Content starts
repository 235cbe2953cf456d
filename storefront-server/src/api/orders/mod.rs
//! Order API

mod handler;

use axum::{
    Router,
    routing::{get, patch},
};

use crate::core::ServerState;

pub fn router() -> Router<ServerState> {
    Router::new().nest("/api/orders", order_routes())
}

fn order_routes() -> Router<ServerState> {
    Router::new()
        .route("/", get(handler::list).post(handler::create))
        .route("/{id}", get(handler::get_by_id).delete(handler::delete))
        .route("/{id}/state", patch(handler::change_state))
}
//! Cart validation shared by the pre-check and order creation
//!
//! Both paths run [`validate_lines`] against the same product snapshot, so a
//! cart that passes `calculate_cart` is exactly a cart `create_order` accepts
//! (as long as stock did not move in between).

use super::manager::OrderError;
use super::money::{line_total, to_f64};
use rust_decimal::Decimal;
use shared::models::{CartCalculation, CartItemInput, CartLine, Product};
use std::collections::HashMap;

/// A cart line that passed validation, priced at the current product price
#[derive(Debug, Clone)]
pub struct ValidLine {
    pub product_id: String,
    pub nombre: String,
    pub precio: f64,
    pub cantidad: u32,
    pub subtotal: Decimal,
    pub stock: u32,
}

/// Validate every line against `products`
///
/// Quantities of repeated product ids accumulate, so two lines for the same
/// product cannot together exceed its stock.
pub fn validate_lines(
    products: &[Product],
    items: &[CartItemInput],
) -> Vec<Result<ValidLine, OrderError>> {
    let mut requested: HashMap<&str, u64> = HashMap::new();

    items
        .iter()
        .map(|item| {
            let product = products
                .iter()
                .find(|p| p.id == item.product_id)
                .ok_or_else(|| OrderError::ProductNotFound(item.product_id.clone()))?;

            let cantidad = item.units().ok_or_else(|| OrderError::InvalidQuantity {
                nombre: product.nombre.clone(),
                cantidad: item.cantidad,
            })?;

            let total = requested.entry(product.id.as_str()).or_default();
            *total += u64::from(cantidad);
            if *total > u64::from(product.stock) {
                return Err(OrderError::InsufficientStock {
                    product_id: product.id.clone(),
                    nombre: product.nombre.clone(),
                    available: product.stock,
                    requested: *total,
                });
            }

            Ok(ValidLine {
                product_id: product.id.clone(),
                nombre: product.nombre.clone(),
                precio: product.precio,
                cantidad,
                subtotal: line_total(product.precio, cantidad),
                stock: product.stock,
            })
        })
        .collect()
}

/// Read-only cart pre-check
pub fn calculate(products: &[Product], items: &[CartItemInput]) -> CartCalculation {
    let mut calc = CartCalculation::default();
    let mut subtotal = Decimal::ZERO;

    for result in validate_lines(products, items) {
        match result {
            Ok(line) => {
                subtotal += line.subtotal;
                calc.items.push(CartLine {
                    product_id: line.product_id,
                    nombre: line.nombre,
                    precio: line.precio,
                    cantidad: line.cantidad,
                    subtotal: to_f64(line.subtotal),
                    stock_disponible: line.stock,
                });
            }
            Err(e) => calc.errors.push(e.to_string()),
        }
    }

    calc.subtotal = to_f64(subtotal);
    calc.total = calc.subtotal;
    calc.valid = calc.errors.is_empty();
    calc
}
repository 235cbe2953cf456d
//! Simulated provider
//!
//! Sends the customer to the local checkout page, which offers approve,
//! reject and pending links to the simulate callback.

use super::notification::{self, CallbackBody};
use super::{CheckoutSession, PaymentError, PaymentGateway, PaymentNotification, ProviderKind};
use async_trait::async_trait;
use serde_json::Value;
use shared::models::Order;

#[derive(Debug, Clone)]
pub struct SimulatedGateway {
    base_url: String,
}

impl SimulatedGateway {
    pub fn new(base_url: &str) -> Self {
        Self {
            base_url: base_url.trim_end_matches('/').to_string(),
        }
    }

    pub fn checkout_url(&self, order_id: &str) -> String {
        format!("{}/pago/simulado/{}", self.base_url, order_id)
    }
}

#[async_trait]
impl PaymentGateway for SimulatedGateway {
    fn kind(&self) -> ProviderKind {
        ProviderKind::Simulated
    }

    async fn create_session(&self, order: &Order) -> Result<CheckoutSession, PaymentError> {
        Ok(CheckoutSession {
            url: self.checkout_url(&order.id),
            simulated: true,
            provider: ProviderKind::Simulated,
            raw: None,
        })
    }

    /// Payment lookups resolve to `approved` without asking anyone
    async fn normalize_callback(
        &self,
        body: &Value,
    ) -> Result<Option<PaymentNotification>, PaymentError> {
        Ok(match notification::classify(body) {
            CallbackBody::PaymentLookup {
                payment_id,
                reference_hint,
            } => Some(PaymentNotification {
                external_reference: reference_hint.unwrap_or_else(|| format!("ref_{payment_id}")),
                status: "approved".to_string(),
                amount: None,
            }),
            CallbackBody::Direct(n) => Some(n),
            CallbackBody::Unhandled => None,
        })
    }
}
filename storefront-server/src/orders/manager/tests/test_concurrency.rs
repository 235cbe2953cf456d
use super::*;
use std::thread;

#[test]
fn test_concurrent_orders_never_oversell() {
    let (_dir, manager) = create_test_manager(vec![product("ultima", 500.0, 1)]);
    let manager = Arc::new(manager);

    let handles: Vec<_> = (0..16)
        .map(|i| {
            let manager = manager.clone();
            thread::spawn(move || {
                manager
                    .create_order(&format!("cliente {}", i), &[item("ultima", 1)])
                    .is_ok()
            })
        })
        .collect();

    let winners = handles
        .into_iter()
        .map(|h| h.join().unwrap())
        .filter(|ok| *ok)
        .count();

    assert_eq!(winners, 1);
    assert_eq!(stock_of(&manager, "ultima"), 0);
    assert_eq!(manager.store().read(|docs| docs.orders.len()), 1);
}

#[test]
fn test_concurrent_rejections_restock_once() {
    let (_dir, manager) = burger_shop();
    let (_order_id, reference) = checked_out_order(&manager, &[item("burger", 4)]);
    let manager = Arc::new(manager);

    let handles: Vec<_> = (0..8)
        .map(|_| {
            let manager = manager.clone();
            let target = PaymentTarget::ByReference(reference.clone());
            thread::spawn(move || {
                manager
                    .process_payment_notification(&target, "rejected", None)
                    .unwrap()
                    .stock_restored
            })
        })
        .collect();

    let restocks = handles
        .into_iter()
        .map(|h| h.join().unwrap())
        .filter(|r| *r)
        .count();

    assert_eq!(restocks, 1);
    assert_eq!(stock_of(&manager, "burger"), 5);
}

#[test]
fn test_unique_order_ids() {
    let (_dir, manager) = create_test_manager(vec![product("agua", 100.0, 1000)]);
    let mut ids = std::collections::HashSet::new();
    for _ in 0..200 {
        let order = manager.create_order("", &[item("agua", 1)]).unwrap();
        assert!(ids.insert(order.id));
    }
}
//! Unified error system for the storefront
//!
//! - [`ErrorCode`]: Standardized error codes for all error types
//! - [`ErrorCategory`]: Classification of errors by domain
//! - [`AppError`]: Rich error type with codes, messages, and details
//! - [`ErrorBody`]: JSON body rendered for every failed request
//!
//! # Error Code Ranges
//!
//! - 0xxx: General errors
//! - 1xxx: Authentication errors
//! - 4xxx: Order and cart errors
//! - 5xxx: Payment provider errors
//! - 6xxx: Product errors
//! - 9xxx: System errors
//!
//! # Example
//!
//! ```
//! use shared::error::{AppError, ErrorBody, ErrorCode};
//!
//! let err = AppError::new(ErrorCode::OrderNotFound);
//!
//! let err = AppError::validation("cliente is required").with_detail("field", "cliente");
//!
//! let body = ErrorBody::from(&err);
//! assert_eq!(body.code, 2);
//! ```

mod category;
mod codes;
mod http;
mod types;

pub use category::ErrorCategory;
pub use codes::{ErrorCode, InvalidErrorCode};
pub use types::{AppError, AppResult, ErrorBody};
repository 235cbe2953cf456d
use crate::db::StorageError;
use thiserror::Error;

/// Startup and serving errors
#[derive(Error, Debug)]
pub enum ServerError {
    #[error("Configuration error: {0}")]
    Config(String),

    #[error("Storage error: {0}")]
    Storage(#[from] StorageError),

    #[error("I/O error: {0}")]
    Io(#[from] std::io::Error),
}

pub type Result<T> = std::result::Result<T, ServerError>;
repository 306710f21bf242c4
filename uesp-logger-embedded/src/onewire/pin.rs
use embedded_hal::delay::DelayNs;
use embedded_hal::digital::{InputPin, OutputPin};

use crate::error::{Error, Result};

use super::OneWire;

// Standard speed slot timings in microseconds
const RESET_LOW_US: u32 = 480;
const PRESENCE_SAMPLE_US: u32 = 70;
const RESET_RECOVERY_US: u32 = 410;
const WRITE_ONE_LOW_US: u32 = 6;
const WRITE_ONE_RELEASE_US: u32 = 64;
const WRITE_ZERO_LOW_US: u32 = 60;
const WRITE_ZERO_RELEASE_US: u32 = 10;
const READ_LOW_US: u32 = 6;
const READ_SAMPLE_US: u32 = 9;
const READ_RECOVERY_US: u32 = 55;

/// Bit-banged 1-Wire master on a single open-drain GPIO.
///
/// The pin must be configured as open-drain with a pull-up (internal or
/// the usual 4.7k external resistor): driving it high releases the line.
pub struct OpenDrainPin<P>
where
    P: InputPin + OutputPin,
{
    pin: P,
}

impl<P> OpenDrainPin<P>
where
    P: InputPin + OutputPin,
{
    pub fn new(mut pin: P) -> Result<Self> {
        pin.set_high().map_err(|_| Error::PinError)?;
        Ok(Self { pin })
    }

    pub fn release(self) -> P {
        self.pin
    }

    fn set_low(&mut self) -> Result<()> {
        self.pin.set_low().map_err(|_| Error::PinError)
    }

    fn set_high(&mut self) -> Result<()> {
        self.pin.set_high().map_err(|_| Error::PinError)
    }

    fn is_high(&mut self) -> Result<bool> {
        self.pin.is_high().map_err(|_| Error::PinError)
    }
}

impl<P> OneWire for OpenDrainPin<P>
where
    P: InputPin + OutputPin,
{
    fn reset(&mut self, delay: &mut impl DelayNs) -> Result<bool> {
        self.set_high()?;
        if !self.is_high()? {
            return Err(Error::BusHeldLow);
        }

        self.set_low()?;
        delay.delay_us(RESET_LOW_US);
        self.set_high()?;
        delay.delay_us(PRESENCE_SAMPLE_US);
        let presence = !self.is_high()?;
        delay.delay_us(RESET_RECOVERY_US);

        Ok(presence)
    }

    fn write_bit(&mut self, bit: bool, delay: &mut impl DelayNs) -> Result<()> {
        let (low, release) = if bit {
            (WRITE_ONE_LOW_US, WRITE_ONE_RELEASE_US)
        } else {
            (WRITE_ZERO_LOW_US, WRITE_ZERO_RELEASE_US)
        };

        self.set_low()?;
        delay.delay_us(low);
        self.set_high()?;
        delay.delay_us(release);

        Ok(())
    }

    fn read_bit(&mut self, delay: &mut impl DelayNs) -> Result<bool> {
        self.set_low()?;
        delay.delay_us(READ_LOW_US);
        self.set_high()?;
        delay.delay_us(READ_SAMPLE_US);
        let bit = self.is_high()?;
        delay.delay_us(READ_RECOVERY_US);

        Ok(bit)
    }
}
Content ends
Content starts
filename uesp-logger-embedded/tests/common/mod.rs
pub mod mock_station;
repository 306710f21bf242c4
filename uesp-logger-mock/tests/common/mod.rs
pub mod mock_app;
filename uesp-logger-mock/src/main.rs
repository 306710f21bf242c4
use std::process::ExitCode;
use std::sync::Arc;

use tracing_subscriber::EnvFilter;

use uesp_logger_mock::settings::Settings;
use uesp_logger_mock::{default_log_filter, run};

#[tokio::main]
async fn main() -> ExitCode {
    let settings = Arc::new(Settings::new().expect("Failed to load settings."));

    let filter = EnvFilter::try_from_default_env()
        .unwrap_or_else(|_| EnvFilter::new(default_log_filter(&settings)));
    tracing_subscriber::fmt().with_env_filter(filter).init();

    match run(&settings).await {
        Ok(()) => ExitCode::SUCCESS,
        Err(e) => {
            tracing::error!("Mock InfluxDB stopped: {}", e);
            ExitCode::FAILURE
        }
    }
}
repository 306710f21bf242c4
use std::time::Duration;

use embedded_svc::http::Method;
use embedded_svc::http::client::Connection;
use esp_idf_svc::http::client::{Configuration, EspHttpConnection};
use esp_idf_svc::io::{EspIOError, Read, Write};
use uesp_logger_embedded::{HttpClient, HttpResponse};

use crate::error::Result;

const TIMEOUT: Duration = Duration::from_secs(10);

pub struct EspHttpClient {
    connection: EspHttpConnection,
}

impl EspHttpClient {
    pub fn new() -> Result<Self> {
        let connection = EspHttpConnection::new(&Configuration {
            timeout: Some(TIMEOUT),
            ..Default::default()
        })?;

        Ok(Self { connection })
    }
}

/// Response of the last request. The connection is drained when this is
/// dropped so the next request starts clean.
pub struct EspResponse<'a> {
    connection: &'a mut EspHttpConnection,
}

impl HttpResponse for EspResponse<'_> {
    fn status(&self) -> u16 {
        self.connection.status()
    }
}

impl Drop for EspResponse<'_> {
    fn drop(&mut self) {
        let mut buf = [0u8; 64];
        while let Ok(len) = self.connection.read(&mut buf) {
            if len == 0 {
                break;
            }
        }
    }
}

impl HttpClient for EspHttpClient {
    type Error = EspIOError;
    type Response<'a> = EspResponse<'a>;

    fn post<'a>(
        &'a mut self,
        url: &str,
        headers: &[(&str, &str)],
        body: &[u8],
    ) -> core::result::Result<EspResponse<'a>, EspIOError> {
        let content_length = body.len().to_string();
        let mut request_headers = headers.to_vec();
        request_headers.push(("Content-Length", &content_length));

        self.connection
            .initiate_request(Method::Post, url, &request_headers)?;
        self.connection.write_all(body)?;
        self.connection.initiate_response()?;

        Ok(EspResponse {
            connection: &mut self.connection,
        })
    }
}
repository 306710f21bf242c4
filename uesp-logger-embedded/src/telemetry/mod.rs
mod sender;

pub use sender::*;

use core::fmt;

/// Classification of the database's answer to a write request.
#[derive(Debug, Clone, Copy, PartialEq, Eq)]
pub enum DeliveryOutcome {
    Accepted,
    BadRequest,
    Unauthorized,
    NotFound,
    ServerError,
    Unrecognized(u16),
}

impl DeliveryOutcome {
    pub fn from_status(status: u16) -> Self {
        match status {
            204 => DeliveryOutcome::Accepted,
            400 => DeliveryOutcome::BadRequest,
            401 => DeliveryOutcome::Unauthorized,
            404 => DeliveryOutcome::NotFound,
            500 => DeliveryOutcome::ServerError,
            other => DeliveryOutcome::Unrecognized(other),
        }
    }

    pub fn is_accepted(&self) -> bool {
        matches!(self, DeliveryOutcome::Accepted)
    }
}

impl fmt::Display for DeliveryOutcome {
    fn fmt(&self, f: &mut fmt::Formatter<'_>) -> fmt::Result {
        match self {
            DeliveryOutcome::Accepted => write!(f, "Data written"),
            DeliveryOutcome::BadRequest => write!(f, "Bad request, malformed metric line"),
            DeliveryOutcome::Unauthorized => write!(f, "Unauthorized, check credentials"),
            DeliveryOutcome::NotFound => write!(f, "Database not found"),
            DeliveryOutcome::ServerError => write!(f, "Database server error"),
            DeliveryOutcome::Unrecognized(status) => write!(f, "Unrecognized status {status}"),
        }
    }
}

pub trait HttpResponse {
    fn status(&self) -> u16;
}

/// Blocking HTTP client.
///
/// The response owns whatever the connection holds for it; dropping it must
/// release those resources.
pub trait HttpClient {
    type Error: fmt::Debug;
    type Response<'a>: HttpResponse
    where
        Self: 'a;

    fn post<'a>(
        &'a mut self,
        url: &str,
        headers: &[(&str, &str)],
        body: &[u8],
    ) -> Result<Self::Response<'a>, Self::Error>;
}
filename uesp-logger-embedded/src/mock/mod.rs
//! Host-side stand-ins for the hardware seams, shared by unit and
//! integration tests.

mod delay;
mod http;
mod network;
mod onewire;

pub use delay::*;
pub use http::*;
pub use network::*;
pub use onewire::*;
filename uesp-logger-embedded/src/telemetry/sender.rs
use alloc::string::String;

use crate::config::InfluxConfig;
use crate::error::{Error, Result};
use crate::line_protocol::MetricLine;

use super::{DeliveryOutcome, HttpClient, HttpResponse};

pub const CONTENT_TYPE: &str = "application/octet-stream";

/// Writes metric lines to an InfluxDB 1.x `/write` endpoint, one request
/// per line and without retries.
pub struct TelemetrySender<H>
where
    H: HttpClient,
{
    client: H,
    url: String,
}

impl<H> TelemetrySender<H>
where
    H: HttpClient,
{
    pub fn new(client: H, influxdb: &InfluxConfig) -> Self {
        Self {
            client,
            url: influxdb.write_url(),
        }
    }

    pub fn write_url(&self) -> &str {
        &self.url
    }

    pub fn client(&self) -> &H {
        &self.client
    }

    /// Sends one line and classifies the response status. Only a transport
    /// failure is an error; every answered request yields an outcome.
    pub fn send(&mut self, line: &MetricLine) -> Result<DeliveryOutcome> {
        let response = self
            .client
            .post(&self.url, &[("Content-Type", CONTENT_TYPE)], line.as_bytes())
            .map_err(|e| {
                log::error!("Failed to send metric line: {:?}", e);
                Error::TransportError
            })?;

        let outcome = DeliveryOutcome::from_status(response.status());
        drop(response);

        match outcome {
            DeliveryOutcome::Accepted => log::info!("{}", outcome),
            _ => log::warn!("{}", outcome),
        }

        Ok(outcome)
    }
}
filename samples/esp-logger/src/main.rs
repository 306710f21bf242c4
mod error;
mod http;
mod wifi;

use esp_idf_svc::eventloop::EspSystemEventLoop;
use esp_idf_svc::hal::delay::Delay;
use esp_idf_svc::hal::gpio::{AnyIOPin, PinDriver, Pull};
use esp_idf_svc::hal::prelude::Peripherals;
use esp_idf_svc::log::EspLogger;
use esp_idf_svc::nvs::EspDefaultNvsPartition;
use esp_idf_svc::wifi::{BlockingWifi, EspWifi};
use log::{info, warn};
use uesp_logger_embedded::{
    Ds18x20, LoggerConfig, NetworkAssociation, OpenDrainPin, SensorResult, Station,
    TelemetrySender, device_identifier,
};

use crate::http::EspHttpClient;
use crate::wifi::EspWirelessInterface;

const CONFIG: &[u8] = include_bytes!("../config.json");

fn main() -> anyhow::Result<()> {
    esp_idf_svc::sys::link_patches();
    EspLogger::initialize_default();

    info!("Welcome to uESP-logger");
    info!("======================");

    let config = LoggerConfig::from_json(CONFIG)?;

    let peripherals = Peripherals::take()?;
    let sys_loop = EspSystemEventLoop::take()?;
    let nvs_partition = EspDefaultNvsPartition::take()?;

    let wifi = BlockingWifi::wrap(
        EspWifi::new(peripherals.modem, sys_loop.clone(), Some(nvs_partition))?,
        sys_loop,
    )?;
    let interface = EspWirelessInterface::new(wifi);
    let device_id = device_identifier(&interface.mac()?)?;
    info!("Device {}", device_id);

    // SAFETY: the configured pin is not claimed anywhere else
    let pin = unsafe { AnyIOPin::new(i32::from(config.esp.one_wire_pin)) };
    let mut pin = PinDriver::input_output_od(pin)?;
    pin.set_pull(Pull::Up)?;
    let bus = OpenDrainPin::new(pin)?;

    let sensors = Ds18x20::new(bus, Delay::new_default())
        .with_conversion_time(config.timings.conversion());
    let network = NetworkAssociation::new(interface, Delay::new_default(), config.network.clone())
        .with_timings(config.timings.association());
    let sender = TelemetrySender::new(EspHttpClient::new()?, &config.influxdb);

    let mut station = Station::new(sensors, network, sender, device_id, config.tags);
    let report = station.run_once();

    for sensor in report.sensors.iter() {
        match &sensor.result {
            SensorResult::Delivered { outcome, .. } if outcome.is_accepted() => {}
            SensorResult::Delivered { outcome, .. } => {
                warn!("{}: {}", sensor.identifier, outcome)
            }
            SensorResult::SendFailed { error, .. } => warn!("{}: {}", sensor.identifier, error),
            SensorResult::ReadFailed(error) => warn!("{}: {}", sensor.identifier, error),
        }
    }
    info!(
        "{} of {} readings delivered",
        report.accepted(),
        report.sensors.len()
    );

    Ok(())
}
Content ends
Content starts
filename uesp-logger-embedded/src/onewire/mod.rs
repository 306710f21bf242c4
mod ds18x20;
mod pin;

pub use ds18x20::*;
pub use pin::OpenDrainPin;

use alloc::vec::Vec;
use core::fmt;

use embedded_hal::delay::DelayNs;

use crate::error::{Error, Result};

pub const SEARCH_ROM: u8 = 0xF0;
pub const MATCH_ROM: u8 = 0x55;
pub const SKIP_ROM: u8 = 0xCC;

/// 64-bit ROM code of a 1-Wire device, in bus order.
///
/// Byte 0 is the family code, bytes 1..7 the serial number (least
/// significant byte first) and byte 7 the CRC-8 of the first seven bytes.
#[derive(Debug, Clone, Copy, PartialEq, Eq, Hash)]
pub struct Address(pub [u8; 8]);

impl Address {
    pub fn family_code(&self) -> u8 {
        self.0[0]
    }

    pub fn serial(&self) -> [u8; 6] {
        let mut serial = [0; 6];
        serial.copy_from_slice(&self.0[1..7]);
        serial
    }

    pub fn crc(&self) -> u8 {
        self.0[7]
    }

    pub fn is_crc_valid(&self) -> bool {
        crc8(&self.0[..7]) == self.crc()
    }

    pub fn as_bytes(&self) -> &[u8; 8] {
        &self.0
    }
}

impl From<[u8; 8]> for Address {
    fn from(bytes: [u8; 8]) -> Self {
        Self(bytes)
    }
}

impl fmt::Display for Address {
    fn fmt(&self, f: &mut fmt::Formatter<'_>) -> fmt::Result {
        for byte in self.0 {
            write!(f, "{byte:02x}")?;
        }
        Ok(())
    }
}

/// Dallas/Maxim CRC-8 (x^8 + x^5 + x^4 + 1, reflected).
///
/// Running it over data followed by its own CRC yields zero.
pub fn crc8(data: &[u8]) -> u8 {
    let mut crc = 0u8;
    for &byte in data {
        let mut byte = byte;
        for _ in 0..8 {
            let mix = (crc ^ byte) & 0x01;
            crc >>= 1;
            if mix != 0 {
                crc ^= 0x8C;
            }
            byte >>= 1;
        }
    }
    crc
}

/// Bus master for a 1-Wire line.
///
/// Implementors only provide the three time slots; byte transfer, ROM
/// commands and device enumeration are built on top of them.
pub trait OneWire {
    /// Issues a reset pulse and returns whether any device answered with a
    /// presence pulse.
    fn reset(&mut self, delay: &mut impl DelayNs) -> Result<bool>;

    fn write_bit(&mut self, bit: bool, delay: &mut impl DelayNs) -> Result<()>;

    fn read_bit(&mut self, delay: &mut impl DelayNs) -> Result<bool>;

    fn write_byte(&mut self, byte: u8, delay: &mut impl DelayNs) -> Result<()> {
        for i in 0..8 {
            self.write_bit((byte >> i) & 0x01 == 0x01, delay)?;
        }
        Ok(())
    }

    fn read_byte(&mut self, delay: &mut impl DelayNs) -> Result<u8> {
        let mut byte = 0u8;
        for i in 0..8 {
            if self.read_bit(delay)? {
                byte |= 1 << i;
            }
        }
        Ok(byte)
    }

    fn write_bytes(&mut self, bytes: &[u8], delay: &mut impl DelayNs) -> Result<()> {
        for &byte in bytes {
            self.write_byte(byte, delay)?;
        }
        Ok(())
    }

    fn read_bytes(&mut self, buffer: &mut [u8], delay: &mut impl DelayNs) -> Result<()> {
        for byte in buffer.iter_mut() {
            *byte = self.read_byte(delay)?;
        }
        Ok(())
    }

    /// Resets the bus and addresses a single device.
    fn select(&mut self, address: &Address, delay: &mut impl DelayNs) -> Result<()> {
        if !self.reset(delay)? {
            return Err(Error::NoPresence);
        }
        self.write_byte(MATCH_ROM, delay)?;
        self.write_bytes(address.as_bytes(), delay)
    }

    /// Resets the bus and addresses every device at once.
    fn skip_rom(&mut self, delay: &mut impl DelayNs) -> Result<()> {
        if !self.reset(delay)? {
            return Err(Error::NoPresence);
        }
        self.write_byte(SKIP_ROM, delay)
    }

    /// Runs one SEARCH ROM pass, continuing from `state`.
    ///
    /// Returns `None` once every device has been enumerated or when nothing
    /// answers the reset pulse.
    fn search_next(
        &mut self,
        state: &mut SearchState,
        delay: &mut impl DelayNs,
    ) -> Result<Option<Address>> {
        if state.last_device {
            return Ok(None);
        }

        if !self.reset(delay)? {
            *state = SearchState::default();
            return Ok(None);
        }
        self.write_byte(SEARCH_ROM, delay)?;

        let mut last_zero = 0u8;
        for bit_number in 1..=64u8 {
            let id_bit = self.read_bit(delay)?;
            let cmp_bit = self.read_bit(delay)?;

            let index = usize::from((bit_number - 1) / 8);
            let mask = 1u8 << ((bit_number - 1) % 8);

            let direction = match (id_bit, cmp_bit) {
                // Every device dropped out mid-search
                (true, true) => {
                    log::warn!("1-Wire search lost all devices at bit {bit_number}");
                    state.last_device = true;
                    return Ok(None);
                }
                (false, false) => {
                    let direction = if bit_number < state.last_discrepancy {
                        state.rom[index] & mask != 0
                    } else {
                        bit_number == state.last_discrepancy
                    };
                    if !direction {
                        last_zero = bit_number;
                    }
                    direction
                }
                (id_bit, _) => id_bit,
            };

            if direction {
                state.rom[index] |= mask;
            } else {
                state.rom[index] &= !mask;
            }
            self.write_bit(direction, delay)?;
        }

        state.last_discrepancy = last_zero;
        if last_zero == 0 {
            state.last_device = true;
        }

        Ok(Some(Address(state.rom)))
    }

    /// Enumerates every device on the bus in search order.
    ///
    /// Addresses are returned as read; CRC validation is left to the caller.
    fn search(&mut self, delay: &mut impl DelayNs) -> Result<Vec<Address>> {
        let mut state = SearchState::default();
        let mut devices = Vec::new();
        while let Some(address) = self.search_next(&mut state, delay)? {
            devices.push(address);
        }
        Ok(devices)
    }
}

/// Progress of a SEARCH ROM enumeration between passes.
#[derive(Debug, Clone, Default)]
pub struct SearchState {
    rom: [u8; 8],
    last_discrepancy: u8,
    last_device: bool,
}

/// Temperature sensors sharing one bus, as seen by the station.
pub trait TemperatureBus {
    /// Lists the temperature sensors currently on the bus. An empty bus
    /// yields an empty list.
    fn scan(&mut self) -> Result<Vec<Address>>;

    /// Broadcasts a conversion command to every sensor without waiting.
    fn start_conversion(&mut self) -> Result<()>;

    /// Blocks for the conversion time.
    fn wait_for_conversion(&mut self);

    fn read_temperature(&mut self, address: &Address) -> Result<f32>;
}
Content ends
* **TO DO**:
Repeat the entries above verbatim, but only from the line that has "let index = usize::from((bit_number" down to the line that has "state.rom[index] & mask", inclusive.

* **SOLUTION TO THE EXERCISE**:
            let index = usize::from((bit_number - 1) / 8);
            let mask = 1u8 << ((bit_number - 1) % 8);

            let direction = match (id_bit, cmp_bit) {
                // Every device dropped out mid-search
                (true, true) => {
                    log::warn!("1-Wire search lost all devices at bit {bit_number}");
                    state.last_device = true;
                    return Ok(None);
                }
                (false, false) => {
                    let direction = if bit_number < state.last_discrepancy {
                        state.rom[index] & mask != 0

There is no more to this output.